International benchmark Brent crude fell by 1.4% to $77.50 per barrel at 10.45 a.m. local time (0745 GMT), up from the previous session's close of $78.60.
US benchmark West Texas Intermediate (WTI) declined by 0.82% to $73.65 per barrel after closing at $74.84 in the prior session.
In China, the Consumer Price Index (CPI) rose 0.4% compared to the same period last year, while the Producer Price Index (PPI) decreased by 2.8%. In September, the deflationary trend continued to be felt with the stagnation in consumer prices and the decline in producer prices.
The data supported the downward movement of oil prices, overcoming concerns that conflicts in the Middle East could disrupt global supply in the region, where most of the global oil reserves are located.
Meanwhile, the increasing expectations that inflationary pressures are losing their strength in the US, the world's largest oil consumer, prevent oil prices from falling further.

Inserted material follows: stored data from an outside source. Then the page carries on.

// SPDX-License-Identifier: MPL-2.0
//! Application root state and orchestration around the calendar component.
//!
//! The `App` struct wires the calendar to its collaborators (zoom
//! persistence, haptics, preferences) and translates the component's
//! [`Effect`](component::Effect)s into side effects.

mod message;
pub mod paths;
pub mod persisted_state;
pub mod persistence;
mod subscription;
mod view;

pub use message::{Flags, Message};

use crate::config::{self, Config};
use crate::domain::calendar::{demo_items, CalendarMonth};
use crate::ui::calendar::component::{self, Effect};
use crate::ui::haptics::{Haptics, LogHaptics, NoHaptics};
use crate::ui::theming::{ColorScheme, ThemeMode};
use chrono::NaiveDate;
use iced::{window, Element, Subscription, Task, Theme};
use persisted_state::{FileStore, KeyValueStore, MemoryStore};
use persistence::ZoomPersistence;
use std::fmt;
use std::sync::Arc;

/// Root Iced application state.
pub struct App {
    calendar: component::State,
    persistence: ZoomPersistence,
    haptics: Arc<dyn Haptics>,
    theme_mode: ThemeMode,
    colors: ColorScheme,
}

impl fmt::Debug for App {
    fn fmt(&self, f: &mut fmt::Formatter<'_>) -> fmt::Result {
        f.debug_struct("App")
            .field("month", &self.calendar.calendar().visible())
            .field("display", &self.calendar.display())
            .field("theme_mode", &self.theme_mode)
            .finish_non_exhaustive()
    }
}

pub const WINDOW_DEFAULT_HEIGHT: u32 = 760;
pub const WINDOW_DEFAULT_WIDTH: u32 = 900;
pub const MIN_WINDOW_HEIGHT: u32 = 480;
pub const MIN_WINDOW_WIDTH: u32 = 560;

/// Builds the window settings.
pub fn window_settings() -> window::Settings {
    window::Settings {
        size: iced::Size::new(WINDOW_DEFAULT_WIDTH as f32, WINDOW_DEFAULT_HEIGHT as f32),
        min_size: Some(iced::Size::new(
            MIN_WINDOW_WIDTH as f32,
            MIN_WINDOW_HEIGHT as f32,
        )),
        ..window::Settings::default()
    }
}

/// Entry point used by `main.rs` to launch the Iced application loop.
pub fn run(flags: Flags) -> iced::Result {
    use std::cell::RefCell;

    // iced 0.14 requires a `Fn` boot closure; flags are consumed only once.
    let boot_state = RefCell::new(Some(flags));
    let boot = move || {
        let flags = boot_state.borrow_mut().take().unwrap_or_default();
        App::new(flags)
    };

    iced::application(boot, App::update, App::view)
        .title(App::title)
        .theme(App::theme)
        .window(window_settings())
        .subscription(App::subscription)
        .run()
}

/// Opens the zoom store, falling back to an in-memory one when no data
/// directory is available.
fn open_store() -> Arc<dyn KeyValueStore> {
    match FileStore::open(None) {
        Some(store) => {
            tracing::debug!(path = %store.path().display(), "using state file");
            Arc::new(store)
        }
        None => {
            tracing::warn!("no data directory available; zoom level will not persist");
            Arc::new(MemoryStore::new())
        }
    }
}

impl App {
    /// Initializes application state and starts reading the stored zoom
    /// level.
    fn new(flags: Flags) -> (Self, Task<Message>) {
        let (config, config_warning) = config::load();
        if let Some(warning) = config_warning {
            tracing::warn!(%warning, "using default settings");
        }

        let haptics: Arc<dyn Haptics> = if config.gestures.haptics {
            Arc::new(LogHaptics)
        } else {
            Arc::new(NoHaptics)
        };
        let today = chrono::Local::now().date_naive();

        App::with_parts(&config, open_store(), haptics, today, flags.month)
    }

    /// Builds the app from explicit collaborators.
    ///
    /// The returned task resolves the stored zoom level into
    /// [`component::Message::ZoomLoaded`].
    pub fn with_parts(
        config: &Config,
        store: Arc<dyn KeyValueStore>,
        haptics: Arc<dyn Haptics>,
        today: NaiveDate,
        initial_month: Option<CalendarMonth>,
    ) -> (Self, Task<Message>) {
        let persistence = ZoomPersistence::new(store);
        let load = persistence.load();
        let theme_mode = config.general.theme_mode;

        let mut calendar = component::State::new(
            today,
            initial_month,
            config.calendar.week_start,
            config.gestures.animations,
        );
        calendar.set_items(demo_items(calendar.calendar().visible()));

        let app = App {
            calendar,
            persistence,
            haptics,
            theme_mode,
            colors: theme_mode.colors(),
        };

        let task = Task::perform(load, |height| {
            Message::Calendar(component::Message::ZoomLoaded(height))
        });
        (app, task)
    }

    #[must_use]
    pub fn calendar(&self) -> &component::State {
        &self.calendar
    }

    #[must_use]
    pub fn persistence(&self) -> &ZoomPersistence {
        &self.persistence
    }

    fn title(&self) -> String {
        format!("{} - Iced Calendar", self.calendar.calendar().visible())
    }

    fn theme(&self) -> Theme {
        self.theme_mode.iced_theme()
    }

    fn subscription(&self) -> Subscription<Message> {
        let event_sub = subscription::create_event_subscription();
        let tick_sub = subscription::create_tick_subscription(self.calendar.needs_ticks());
        Subscription::batch([event_sub, tick_sub])
    }

    pub fn update(&mut self, message: Message) -> Task<Message> {
        match message {
            Message::Calendar(message) => {
                if let component::Message::ZoomLoaded(height) = &message {
                    if !self.calendar.is_zoom_loaded() {
                        self.persistence.mark_loaded(*height);
                    }
                }
                let (effect, task) = self.calendar.handle_message(message);
                let effect_task = self.apply_effect(effect);
                Task::batch([task.map(Message::Calendar), effect_task])
            }
            Message::ZoomSaved => Task::none(),
        }
    }

    fn apply_effect(&mut self, effect: Effect) -> Task<Message> {
        match effect {
            Effect::None => Task::none(),
            Effect::ZoomReleased {
                mode_changed,
                settled,
            } => {
                self.haptics.light_impact();
                if mode_changed {
                    self.haptics.selection_changed();
                }
                settled.map_or_else(Task::none, |height| self.persist_zoom(height))
            }
            Effect::PersistZoom(height) => self.persist_zoom(height),
            Effect::MonthChanged(month) => {
                tracing::debug!(%month, "visible month changed");
                // Sample data stands in for a fetch of the new month.
                self.calendar.set_items(demo_items(month));
                Task::none()
            }
        }
    }

    fn persist_zoom(&mut self, height: crate::ui::state::zoom::UnifiedHeight) -> Task<Message> {
        match self.persistence.save(height) {
            Some(job) => {
                tracing::debug!(height = height.value(), "saving zoom level");
                Task::perform(job, |()| Message::ZoomSaved)
            }
            None => Task::none(),
        }
    }

    fn view(&self) -> Element<'_, Message> {
        view::view(view::ViewContext {
            calendar: &self.calendar,
            colors: &self.colors,
        })
    }
}

#[cfg(test)]
mod tests {
    use super::*;
    use crate::test_utils::date;
    use crate::ui::haptics::CountingHaptics;
    use crate::ui::state::zoom::{DisplayMode, UnifiedHeight};

    fn app_with(haptics: Arc<CountingHaptics>) -> App {
        let (mut app, _task) = App::with_parts(
            &Config::default(),
            Arc::new(MemoryStore::new()),
            haptics,
            date(2024, 6, 9),
            None,
        );
        let _ = app.update(Message::Calendar(component::Message::ZoomLoaded(None)));
        app
    }

    #[test]
    fn boot_waits_for_stored_zoom() {
        let (app, _task) = App::with_parts(
            &Config::default(),
            Arc::new(MemoryStore::new()),
            Arc::new(NoHaptics),
            date(2024, 6, 9),
            CalendarMonth::new(2025, 0),
        );
        assert!(!app.calendar().is_zoom_loaded());
        assert_eq!(
            app.calendar().calendar().visible(),
            CalendarMonth::new(2025, 0).expect("month")
        );
    }

    #[test]
    fn loaded_value_is_not_written_back() {
        let haptics = Arc::new(CountingHaptics::default());
        let (mut app, _task) = App::with_parts(
            &Config::default(),
            Arc::new(MemoryStore::new()),
            haptics,
            date(2024, 6, 9),
            None,
        );
        let stored = UnifiedHeight::new(90.0);
        let _ = app.update(Message::Calendar(component::Message::ZoomLoaded(Some(stored))));
        assert_eq!(app.persistence().last_saved(), Some(stored));
    }

    #[test]
    fn mode_button_pulses_and_saves() {
        let haptics = Arc::new(CountingHaptics::default());
        let mut app = app_with(Arc::clone(&haptics));

        let _ = app.update(Message::Calendar(component::Message::SelectMode(
            DisplayMode::Detailed,
        )));

        assert_eq!(haptics.light_count(), 1);
        assert_eq!(haptics.selection_count(), 1);
        assert_eq!(app.persistence().last_saved(), Some(UnifiedHeight::new(80.0)));

        let _ = app.update(Message::Calendar(component::Message::SelectMode(
            DisplayMode::Detailed,
        )));
        assert_eq!(haptics.light_count(), 2);
        assert_eq!(haptics.selection_count(), 1);
    }

    #[test]
    fn pinch_within_mode_pulses_without_selection_tick() {
        let haptics = Arc::new(CountingHaptics::default());
        let mut app = app_with(Arc::clone(&haptics));

        for message in [
            component::Message::PinchStarted,
            component::Message::PinchChanged(1.1),
            component::Message::PinchEnded,
        ] {
            let _ = app.update(Message::Calendar(message));
        }

        assert_eq!(haptics.light_count(), 1);
        assert_eq!(haptics.selection_count(), 0);
    }

    #[test]
    fn cancelled_pinch_saves_silently() {
        let haptics = Arc::new(CountingHaptics::default());
        let mut app = app_with(Arc::clone(&haptics));

        for message in [
            component::Message::PinchStarted,
            component::Message::PinchChanged(1.5),
            component::Message::PinchCancelled,
        ] {
            let _ = app.update(Message::Calendar(message));
        }

        assert_eq!(haptics.light_count(), 0);
        assert_eq!(app.persistence().last_saved(), Some(UnifiedHeight::new(96.0)));
    }

    #[test]
    fn sample_items_follow_visible_month() {
        let mut app = app_with(Arc::new(CountingHaptics::default()));
        let june = demo_items(CalendarMonth::new(2024, 5).expect("month"));
        assert!(june
            .iter()
            .all(|item| app.calendar().items().on(item.date).contains(item)));

        let _ = app.update(Message::Calendar(component::Message::NextMonth));
        let july = demo_items(CalendarMonth::new(2024, 6).expect("month"));
        assert!(!july.is_empty());
        assert!(july
            .iter()
            .all(|item| app.calendar().items().on(item.date).contains(item)));
        assert!(june
            .iter()
            .all(|item| app.calendar().items().on(item.date).is_empty()));
    }

    #[test]
    fn title_names_visible_month() {
        let app = app_with(Arc::new(CountingHaptics::default()));
        assert_eq!(app.title(), "June 2024 - Iced Calendar");
    }
}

In the US, the PPI remained unchanged on a monthly basis in September, below forecasts, while it increased by 1.8% on an annual basis, exceeding expectations. Core PPI, which excludes volatile food and energy prices, increased by 0.2% month-on-month in September, in line with forecasts, while it rose by 2.8% year-on-year, above forecasts.
Moreover, although the possibilities that the US Federal Reserve (Fed) might keep the policy rate unchanged next month are included in the pricing, the expectation that it will cut by 25 basis points in each of the two meetings to be held by the end of the year remains strong. Anticipated decline in the US dollar value is expected to increase global oil demand.